2.3. Object Detection Algorithm Training

Common algorithms for object detection tasks are Convolutional Neural Networks (CNNs). In this paper, the YOLOv5 [26] architecture was used (derived from the original YOLO algorithm developed in 2016 [27]), as its single-stage architecture allows for faster detection speeds than other commonly used two-stage detectors (e.g., Faster R-CNN) [28]. Two-stage detectors first produce region proposals indicating regions of interest, and then they conduct object detection on those regions in a second step, while single-stage detectors perform both tasks in one neural net. The YOLO algorithm—instead of using region proposals—handles the full image, covers it with a grid and lets each cell handle those predictions whose BBOX centres fall within that cell [27]. The YOLOv5 network uses a CSP-Darknet53 as the backbone network, i.e., a Darknet53 Convolutional Neural Network following a Cross Stage Partial (CSP) Network strategy [26]. This backbone part of the algorithm is mainly used for extracting features from the input image. The next stage, the neck of the YOLOv5 algorithm, aggregates the features and allows the algorithm to generalise well across different scales, and uses fast Spatial Pyramid Pooling (SPPF) and CSP-PAN, i.e., a Cross Stage Partial Path Aggregation Network (PAN) with BottleneckCSP [26]. The last part of the YOLOv5 network—the head—uses a YOLOv3 head and is responsible for producing the final output of the predictions: the predicted classes, the corresponding bounding boxes, and the confidence per prediction [26]. For an overview of the general YOLOv5 architecture, see Figure 4.

Training was conducted on a cluster node running Ubuntu 20.04 LTS, CUDA version 11.4, NVIDIA driver version 470.141.03, utilising a NVIDIA A100 GPU with 80 GB GPU memory.

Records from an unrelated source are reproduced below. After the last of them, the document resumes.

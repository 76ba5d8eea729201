use crate::{ConfigError, FromEnv, env_or_default, env_parse_or_default};

/// Event stream configuration: which stream and group the worker serves.
#[derive(Clone, Debug)]
pub struct StreamConfig {
    /// Stream key events are published to
    pub stream: String,

    /// Consumer group for the worker fleet
    pub group: String,

    /// Optional `MAXLEN ~` bound on the stream; 0 disables trimming
    pub max_length: u64,
}

impl StreamConfig {
    pub fn max_length(&self) -> Option<i64> {
        if self.max_length == 0 {
            None
        } else {
            Some(self.max_length as i64)
        }
    }
}

impl FromEnv for StreamConfig {
    fn from_env() -> Result<Self, ConfigError> {
        Ok(Self {
            stream: env_or_default("BOT_EVENTS_STREAM", "bot_events"),
            group: env_or_default("BOT_EVENTS_GROUP", "bot_group"),
            max_length: env_parse_or_default("BOT_EVENTS_MAXLEN", 0)?,
        })
    }
}
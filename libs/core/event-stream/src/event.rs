//! The wire-level event: a flat string-to-string field map.
//!
//! Redis Stream entries carry byte-string fields, so every value is coerced
//! to a string on the way in and parsed explicitly by whoever consumes it.
//! Two field names are reserved: `type` drives routing and `_retries`
//! carries the retry attempt counter.

use serde::{Deserialize, Serialize};
use std::collections::{BTreeMap, HashMap};
use tracing::warn;

/// Field that determines which handlers receive the event.
pub const TYPE_FIELD: &str = "type";

/// Field carrying the retry attempt counter (absent means zero).
pub const RETRIES_FIELD: &str = "_retries";

/// A single event as it travels over a Redis Stream.
#[derive(Debug, Clone, Default, PartialEq, Eq, Serialize, Deserialize)]
#[serde(transparent)]
pub struct Event {
    fields: BTreeMap<String, String>,
}

impl Event {
    /// Create an event with the given `type`.
    pub fn new(event_type: impl Into<String>) -> Self {
        let mut fields = BTreeMap::new();
        fields.insert(TYPE_FIELD.to_string(), event_type.into());
        Self { fields }
    }

    /// Create an event from raw fields, without requiring a `type`.
    ///
    /// Entries read off the wire may legitimately be malformed; the
    /// dispatcher is responsible for dropping typeless events.
    pub fn from_fields(fields: BTreeMap<String, String>) -> Self {
        Self { fields }
    }

    /// Builder-style field setter.
    pub fn with_field(mut self, key: impl Into<String>, value: impl Into<String>) -> Self {
        self.fields.insert(key.into(), value.into());
        self
    }

    /// Set a field.
    pub fn set(&mut self, key: impl Into<String>, value: impl Into<String>) {
        self.fields.insert(key.into(), value.into());
    }

    /// Get a field value.
    pub fn get(&self, key: &str) -> Option<&str> {
        self.fields.get(key).map(String::as_str)
    }

    /// The routing type, if present.
    pub fn event_type(&self) -> Option<&str> {
        self.get(TYPE_FIELD)
    }

    /// Current retry attempt count (0 for a first delivery).
    ///
    /// A missing or non-numeric `_retries` field counts as zero.
    pub fn retries(&self) -> u32 {
        self.get(RETRIES_FIELD)
            .and_then(|v| v.parse::<u32>().ok())
            .unwrap_or(0)
    }

    /// A copy of this event with `_retries` incremented.
    pub fn with_retry(&self) -> Self {
        let mut next = self.clone();
        next.set(RETRIES_FIELD, (self.retries() + 1).to_string());
        next
    }

    /// All fields, in key order.
    pub fn fields(&self) -> &BTreeMap<String, String> {
        &self.fields
    }

    pub fn is_empty(&self) -> bool {
        self.fields.is_empty()
    }

    /// Convert a raw stream entry into an event.
    ///
    /// Byte strings and integers are coerced to strings; any other Redis
    /// value type is skipped with a warning rather than failing the entry.
    pub fn from_entry(map: &HashMap<String, redis::Value>) -> Self {
        let mut fields = BTreeMap::new();

        for (key, value) in map {
            match value {
                redis::Value::BulkString(bytes) => {
                    fields.insert(key.clone(), String::from_utf8_lossy(bytes).to_string());
                }
                redis::Value::SimpleString(s) => {
                    fields.insert(key.clone(), s.clone());
                }
                redis::Value::Int(i) => {
                    fields.insert(key.clone(), i.to_string());
                }
                other => {
                    warn!(field = %key, value = ?other, "Skipping non-string stream field");
                }
            }
        }

        Self { fields }
    }
}
//! The event catalog this domain consumes, with typed payload views.

use event_stream::Event;
use strum::{Display, EnumString};

use crate::error::{NotificationError, NotificationResult};

/// Event types the notification worker handles.
///
/// The string form is what travels in the stream entry's `type` field.
#[derive(Debug, Clone, Copy, PartialEq, Eq, Display, EnumString)]
#[strum(serialize_all = "snake_case")]
pub enum EventType {
    NewAppointment,
    NotificationStatus,
    NewContactRequest,
    SystemError,
}

fn required<'a>(event: &'a Event, field: &str) -> NotificationResult<&'a str> {
    event
        .get(field)
        .ok_or_else(|| NotificationError::InvalidPayload(format!("missing field '{field}'")))
}

/// Payload of a `new_appointment` event.
#[derive(Debug, Clone, PartialEq, Eq)]
pub struct NewAppointment {
    pub id: String,
}

impl NewAppointment {
    pub fn parse(event: &Event) -> NotificationResult<Self> {
        Ok(Self {
            id: required(event, "id")?.to_string(),
        })
    }
}

/// Payload of a `notification_status` event.
///
/// Status events reference either an appointment or a standalone
/// confirmation; exactly one of the two identifiers is present.
#[derive(Debug, Clone, PartialEq, Eq)]
pub struct NotificationStatus {
    pub subject: StatusSubject,
    pub channel: String,
    pub status: String,
}

#[derive(Debug, Clone, PartialEq, Eq)]
pub enum StatusSubject {
    Appointment(String),
    Confirmation(String),
}

impl NotificationStatus {
    pub fn parse(event: &Event) -> NotificationResult<Self> {
        let subject = if let Some(id) = event.get("appointment_id") {
            StatusSubject::Appointment(id.to_string())
        } else if let Some(id) = event.get("confirmation_id") {
            StatusSubject::Confirmation(id.to_string())
        } else {
            return Err(NotificationError::InvalidPayload(
                "missing 'appointment_id' or 'confirmation_id'".to_string(),
            ));
        };

        Ok(Self {
            subject,
            channel: required(event, "channel")?.to_string(),
            status: required(event, "status")?.to_string(),
        })
    }
}

/// Payload of a `new_contact_request` event.
#[derive(Debug, Clone, PartialEq, Eq)]
pub struct NewContactRequest {
    pub request_id: String,
}

impl NewContactRequest {
    pub fn parse(event: &Event) -> NotificationResult<Self> {
        Ok(Self {
            request_id: required(event, "request_id")?.to_string(),
        })
    }
}

/// Payload of a `system_error` event. Free-form by design: whatever the
/// producer attached is forwarded verbatim.
#[derive(Debug, Clone, PartialEq, Eq)]
pub struct SystemErrorReport {
    pub details: Vec<(String, String)>,
}

impl SystemErrorReport {
    pub fn parse(event: &Event) -> Self {
        let details = event
            .fields()
            .iter()
            .filter(|(key, _)| key.as_str() != event_stream::TYPE_FIELD)
            .filter(|(key, _)| key.as_str() != event_stream::RETRIES_FIELD)
            .map(|(key, value)| (key.clone(), value.clone()))
            .collect();
        Self { details }
    }
}
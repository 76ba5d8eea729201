pub mod redis;
pub mod stream;
pub mod tracing;

use std::env;
use thiserror::Error;

/// Configuration error type
#[derive(Error, Debug)]
pub enum ConfigError {
    #[error("Environment variable '{0}' is required but not set")]
    MissingEnvVar(String),

    #[error("Failed to parse environment variable '{key}': {details}")]
    ParseError { key: String, details: String },
}

/// Application environment (dev = local, prod = k8s)
#[derive(Clone, Debug, PartialEq, Eq)]
pub enum Environment {
    Development,
    Production,
}

impl Environment {
    pub fn from_env() -> Self {
        let app_env = env::var("APP_ENV").unwrap_or_else(|_| "development".to_string());

        if app_env.eq_ignore_ascii_case("production") {
            Environment::Production
        } else {
            Environment::Development
        }
    }

    pub fn is_production(&self) -> bool {
        matches!(self, Environment::Production)
    }

    pub fn is_development(&self) -> bool {
        matches!(self, Environment::Development)
    }
}

/// Trait for configuration that can be loaded from environment variables
pub trait FromEnv: Sized {
    fn from_env() -> Result<Self, ConfigError>;
}

/// Helper to load an environment variable with a default value
pub fn env_or_default(key: &str, default: &str) -> String {
    env::var(key).unwrap_or_else(|_| default.to_string())
}

/// Helper to load an environment variable or return an error
pub fn env_required(key: &str) -> Result<String, ConfigError> {
    env::var(key).map_err(|_| ConfigError::MissingEnvVar(key.to_string()))
}

/// Helper to load and parse a numeric environment variable with a default
pub fn env_parse_or_default<T>(key: &str, default: T) -> Result<T, ConfigError>
where
    T: std::str::FromStr,
    T::Err: std::fmt::Display,
{
    match env::var(key) {
        Ok(value) => value.parse().map_err(|e: T::Err| ConfigError::ParseError {
            key: key.to_string(),
            details: e.to_string(),
        }),
        Err(_) => Ok(default),
    }
}

#[cfg(test)]
mod tests {
    use super::*;

    #[test]
    fn test_environment_defaults_to_development() {
        temp_env::with_var_unset("APP_ENV", || {
            let env = Environment::from_env();
            assert_eq!(env, Environment::Development);
            assert!(env.is_development());
            assert!(!env.is_production());
        });
    }

    #[test]
    fn test_environment_production() {
        temp_env::with_var("APP_ENV", Some("production"), || {
            let env = Environment::from_env();
            assert_eq!(env, Environment::Production);
            assert!(env.is_production());
            assert!(!env.is_development());
        });
    }

    #[test]
    fn test_environment_production_case_insensitive() {
        temp_env::with_var("APP_ENV", Some("PRODUCTION"), || {
            assert_eq!(Environment::from_env(), Environment::Production);
        });

        temp_env::with_var("APP_ENV", Some("Production"), || {
            assert_eq!(Environment::from_env(), Environment::Production);
        });
    }

    #[test]
    fn test_environment_unknown_defaults_to_development() {
        temp_env::with_var("APP_ENV", Some("staging"), || {
            assert_eq!(Environment::from_env(), Environment::Development);
        });
    }

    #[test]
    fn test_env_or_default_with_value() {
        temp_env::with_var("TEST_VAR", Some("test_value"), || {
            let result = env_or_default("TEST_VAR", "default");
            assert_eq!(result, "test_value");
        });
    }

    #[test]
    fn test_env_or_default_without_value() {
        temp_env::with_var_unset("MISSING_VAR", || {
            let result = env_or_default("MISSING_VAR", "default_value");
            assert_eq!(result, "default_value");
        });
    }

    #[test]
    fn test_env_required_success() {
        temp_env::with_var("REQUIRED_VAR", Some("required_value"), || {
            let result = env_required("REQUIRED_VAR");
            assert!(result.is_ok());
            assert_eq!(result.unwrap(), "required_value");
        });
    }

    #[test]
    fn test_env_required_missing() {
        temp_env::with_var_unset("MISSING_REQUIRED", || {
            let result = env_required("MISSING_REQUIRED");
            assert!(result.is_err());
            let err = result.unwrap_err();
            assert!(err.to_string().contains("MISSING_REQUIRED"));
            assert!(err.to_string().contains("required"));
        });
    }

    #[test]
    fn test_env_parse_or_default() {
        temp_env::with_var("NUM_VAR", Some("42"), || {
            let result: u64 = env_parse_or_default("NUM_VAR", 7).unwrap();
            assert_eq!(result, 42);
        });

        temp_env::with_var_unset("NUM_VAR", || {
            let result: u64 = env_parse_or_default("NUM_VAR", 7).unwrap();
            assert_eq!(result, 7);
        });

        temp_env::with_var("NUM_VAR", Some("not-a-number"), || {
            let result: Result<u64, _> = env_parse_or_default("NUM_VAR", 7);
            assert!(result.is_err());
        });
    }
}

For training, the yolov5l6.pt pretrained weights were used. The maximum number of epochs was set to 5000, the batch size was set to 16 and the image size was set to 1856 pixels, which allowed for the efficient use of the available GPU memory. All other settings were left at default values (specified in the YOLOv5 file “hyp.scratch-low.yaml” [26]).

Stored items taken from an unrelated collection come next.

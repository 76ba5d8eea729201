use crate::{FromEnv, env_required};

/// Redis configuration
#[derive(Clone, Debug)]
pub struct RedisConfig {
    pub url: String,
}

impl RedisConfig {
    pub fn new(url: String) -> Self {
        Self { url }
    }
}

impl FromEnv for RedisConfig {
    /// Requires REDIS_URL to be set (no default)
    fn from_env() -> Result<Self, crate::ConfigError> {
        Ok(Self {
            url: env_required("REDIS_URL")?,
        })
    }
}
//! Consumer loop configuration.

use std::time::Duration;
use uuid::Uuid;

/// Settings for a [`StreamListener`](crate::consumer::StreamListener).
#[derive(Debug, Clone)]
pub struct ConsumerConfig {
    /// Stream key to consume from
    pub stream_name: String,

    /// Consumer group name
    pub group_name: String,

    /// This consumer's name within the group
    pub consumer_name: String,

    /// Max entries fetched per XREADGROUP call
    pub batch_size: usize,

    /// How long a read blocks waiting for new entries
    pub block_timeout: Duration,

    /// Pause after a transport error before the next read
    pub error_backoff: Duration,

    /// Reclaim entries pending on dead consumers after this idle time.
    /// `None` disables the sweep.
    pub claim_idle: Option<Duration>,
}

impl ConsumerConfig {
    pub fn new(stream_name: impl Into<String>, group_name: impl Into<String>) -> Self {
        Self {
            stream_name: stream_name.into(),
            group_name: group_name.into(),
            consumer_name: default_consumer_name(),
            batch_size: 10,
            block_timeout: Duration::from_secs(5),
            error_backoff: Duration::from_secs(5),
            claim_idle: Some(Duration::from_secs(60)),
        }
    }

    pub fn with_consumer_name(mut self, name: impl Into<String>) -> Self {
        self.consumer_name = name.into();
        self
    }

    pub fn with_batch_size(mut self, batch_size: usize) -> Self {
        self.batch_size = batch_size;
        self
    }

    pub fn with_block_timeout(mut self, timeout: Duration) -> Self {
        self.block_timeout = timeout;
        self
    }

    pub fn with_error_backoff(mut self, backoff: Duration) -> Self {
        self.error_backoff = backoff;
        self
    }

    pub fn with_claim_idle(mut self, idle: Option<Duration>) -> Self {
        self.claim_idle = idle;
        self
    }
}

/// Hostname plus a short random suffix, so restarted pods do not
/// collide with their own stale pending entries.
fn default_consumer_name() -> String {
    let host = std::env::var("HOSTNAME").unwrap_or_else(|_| "consumer".to_string());
    let suffix = Uuid::new_v4().simple().to_string();
    format!("{host}-{}", &suffix[..8])
}
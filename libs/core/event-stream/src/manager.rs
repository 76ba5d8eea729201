//! Stream manager: one connection, many stream channels.

use std::time::Duration;

use redis::aio::ConnectionManager;

use crate::channel::StreamChannel;
use crate::connect;
use crate::error::StreamError;
use crate::event::Event;

/// Owns the Redis connection and hands out [`StreamChannel`]s.
///
/// Also exposes the channel operations directly keyed by stream name,
/// which is what the consumer loop and the job worker use.
#[derive(Clone)]
pub struct StreamManager {
    redis: ConnectionManager,
    max_length: Option<i64>,
}

impl StreamManager {
    pub fn new(redis: ConnectionManager) -> Self {
        Self {
            redis,
            max_length: None,
        }
    }

    /// Connect to Redis and build a manager.
    pub async fn connect(url: &str) -> Result<Self, StreamError> {
        Ok(Self::new(connect::connect(url).await?))
    }

    /// Apply `MAXLEN ~` trimming to every append made through this manager.
    pub fn with_max_length(mut self, max_length: i64) -> Self {
        self.max_length = Some(max_length);
        self
    }

    /// A channel bound to one stream key.
    pub fn channel(&self, stream: &str) -> StreamChannel {
        let channel = StreamChannel::new(self.redis.clone(), stream);
        match self.max_length {
            Some(max_length) => channel.with_max_length(max_length),
            None => channel,
        }
    }

    pub async fn create_group(&self, stream: &str, group: &str) -> Result<(), StreamError> {
        self.channel(stream).create_group(group).await
    }

    pub async fn add_event(&self, stream: &str, event: &Event) -> Result<String, StreamError> {
        self.channel(stream).add(event).await
    }

    pub async fn read_events(
        &self,
        stream: &str,
        group: &str,
        consumer: &str,
        count: usize,
        block: Option<Duration>,
    ) -> Result<Vec<(String, Event)>, StreamError> {
        self.channel(stream)
            .read_group(group, consumer, count, block)
            .await
    }

    pub async fn read_pending(
        &self,
        stream: &str,
        group: &str,
        consumer: &str,
        count: usize,
    ) -> Result<Vec<(String, Event)>, StreamError> {
        self.channel(stream).read_pending(group, consumer, count).await
    }

    pub async fn ack_event(&self, stream: &str, group: &str, id: &str) -> Result<(), StreamError> {
        self.channel(stream).ack(group, id).await
    }

    pub async fn delete_event(&self, stream: &str, id: &str) -> Result<(), StreamError> {
        self.channel(stream).delete(id).await
    }

    pub async fn claim_stale(
        &self,
        stream: &str,
        group: &str,
        consumer: &str,
        min_idle: Duration,
        count: usize,
    ) -> Result<usize, StreamError> {
        self.channel(stream)
            .claim_stale(group, consumer, min_idle, count)
            .await
    }

    pub async fn stream_len(&self, stream: &str) -> Result<i64, StreamError> {
        self.channel(stream).len().await
    }

    pub async fn pending_count(&self, stream: &str, group: &str) -> Result<i64, StreamError> {
        self.channel(stream).pending_count(group).await
    }

    /// The underlying connection, for callers that need raw commands.
    pub fn redis(&self) -> ConnectionManager {
        self.redis.clone()
    }
}
//! Error types for the notifications domain.

use thiserror::Error;

/// Result type for notification operations.
pub type NotificationResult<T> = Result<T, NotificationError>;

/// Errors that can occur in the notifications domain.
#[derive(Debug, Error)]
pub enum NotificationError {
    /// Event payload is missing a required field or fails to parse.
    #[error("Invalid event payload: {0}")]
    InvalidPayload(String),

    /// Outbox cache lookup or storage error.
    #[error("Cache error: {0}")]
    CacheError(String),

    /// Delivery to the admin channel failed.
    #[error("Notifier error: {0}")]
    NotifierError(String),

    /// Configuration error.
    #[error("Configuration error: {0}")]
    ConfigError(String),

    /// Internal error.
    #[error("Internal error: {0}")]
    Internal(String),
}

impl From<redis::RedisError> for NotificationError {
    fn from(err: redis::RedisError) -> Self {
        NotificationError::CacheError(err.to_string())
    }
}

impl From<reqwest::Error> for NotificationError {
    fn from(err: reqwest::Error) -> Self {
        NotificationError::NotifierError(err.to_string())
    }
}

impl From<serde_json::Error> for NotificationError {
    fn from(err: serde_json::Error) -> Self {
        NotificationError::Internal(format!("JSON serialization error: {}", err))
    }
}

impl From<NotificationError> for event_stream::StreamError {
    fn from(err: NotificationError) -> Self {
        event_stream::StreamError::Handler(err.to_string())
    }
}
//! Redis test infrastructure
//!
//! Provides a `TestRedis` helper that creates a Redis container for testing.

use redis::Client;
use redis::aio::ConnectionManager;
use testcontainers::runners::AsyncRunner;
use testcontainers::{ContainerAsync, ImageExt};
use testcontainers_modules::redis::Redis;

/// Test Redis wrapper that ensures proper cleanup
///
/// The container is automatically stopped and removed when this struct is dropped.
///
/// # Example
///
/// ```no_run
/// use test_utils::TestRedis;
/// use redis::AsyncCommands;
///
/// # async fn example() {
/// let redis = TestRedis::new().await;
/// let mut conn = redis.connection();
///
/// conn.set::<_, _, ()>("key", "value").await.unwrap();
/// let value: String = conn.get("key").await.unwrap();
/// assert_eq!(value, "value");
/// # }
/// ```
pub struct TestRedis {
    #[allow(dead_code)]
    container: ContainerAsync<Redis>,
    connection: ConnectionManager,
    pub connection_string: String,
}

impl TestRedis {
    /// Create a new test Redis instance
    ///
    /// Uses Redis 8 Alpine image by default.
    pub async fn new() -> Self {
        let redis_image = Redis::default().with_tag("8-alpine");

        let container = redis_image
            .start()
            .await
            .expect("Failed to start Redis container");

        let host_port = container
            .get_host_port_ipv4(6379)
            .await
            .expect("Failed to get Redis port");

        let connection_string = format!("redis://127.0.0.1:{}", host_port);

        let client =
            Client::open(connection_string.clone()).expect("Failed to create Redis client");

        let connection = ConnectionManager::new(client)
            .await
            .expect("Failed to connect to Redis");

        tracing::info!(port = host_port, "Test Redis ready (Redis 8-alpine)");

        Self {
            container,
            connection,
            connection_string,
        }
    }

    /// Get a cloned connection (useful for passing to services)
    pub fn connection(&self) -> ConnectionManager {
        self.connection.clone()
    }

    /// Get the connection string for manual client creation
    pub fn connection_string(&self) -> &str {
        &self.connection_string
    }
}

// Container is automatically cleaned up when TestRedis is dropped
impl Drop for TestRedis {
    fn drop(&mut self) {
        tracing::debug!("Cleaning up test Redis container");
    }
}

The performance of the detection was measured in terms of precision (P), recall (R) and mean average precision (mAP). P is a measure of the likelihood of a detected object to have been detected correctly (i.e., is a measure of the accuracy of the predictions). R describes the proportion of objects that have been detected out of all objects that should have been detected (i.e., gives an estimate of the coverage of the algorithm).

P and R are calculated using ratios of True Positive (TP), False Negative (FN) as well as False Positive (FP) values (see Equations (1) and (2)). TP describes the proportion of correctly detected litter objects, FN describes the proportion of objects that were erroneously classified as the background (i.e., “missed” objects) and FP describes irrelevant background features that were erroneously detected by the algorithm.

P = TP/(TP + FP)

(1)

R = TP/(TP + FN)

(2)

Usually, P decreases with an increasing R [29]. If P is plotted as a function of R (a so-called precision–recall curve), the area under the curve (AUC) is a useful metric of assessing P over increasing R. In order to assess the performance of multiple classes, the average AUC across classes is calculated, resulting in the mAP metric. mAP values depend on the threshold of the overlap between the prediction and the ground truth box. This overlap is calculated using the Intersection-over-Union (IoU) ratio. IoU is calculated as depicted in Equation (3), where A and B are the ground-truth box and the prediction box, respectively.

IoU(A, B) = A∩B/A∪B

(3)

Predictions with bounding boxes that have an IoU value above a set threshold are regarded as correctly capturing the object, while boxes with an IoU below the threshold are considered FP. In this paper, we used the mAP metric of mAP@50-95 (average of mAPs of thresholds from 50% to 95%, in steps of 5%) to compare the performance of different classes.

A single metric that combines both P and R values is the F1 score, which is the harmonic mean between P and R and is calculated using Equation (4) [17]. As such, the F1 score is also a measure of whether P and R are both similarly high and penalises high differences between P and R [17].

F1 = 2/((1/P) + (1/R))

(4)

2.4. Geolocation of Object Detections

In order to deliver useful information to a robot for debris retrieval, predictions made by the YOLOv5 algorithm need to be geolocated so that their coordinates can be communicated to the robot. In order to be able to retrieve coordinates for the predictions, the original footage needs to come with the GPS coordinates of the drone at the time of recording either embedded in the metadata (in case of image footage) or contained in a metadata-subtitle file (.srt, in the case of video footage).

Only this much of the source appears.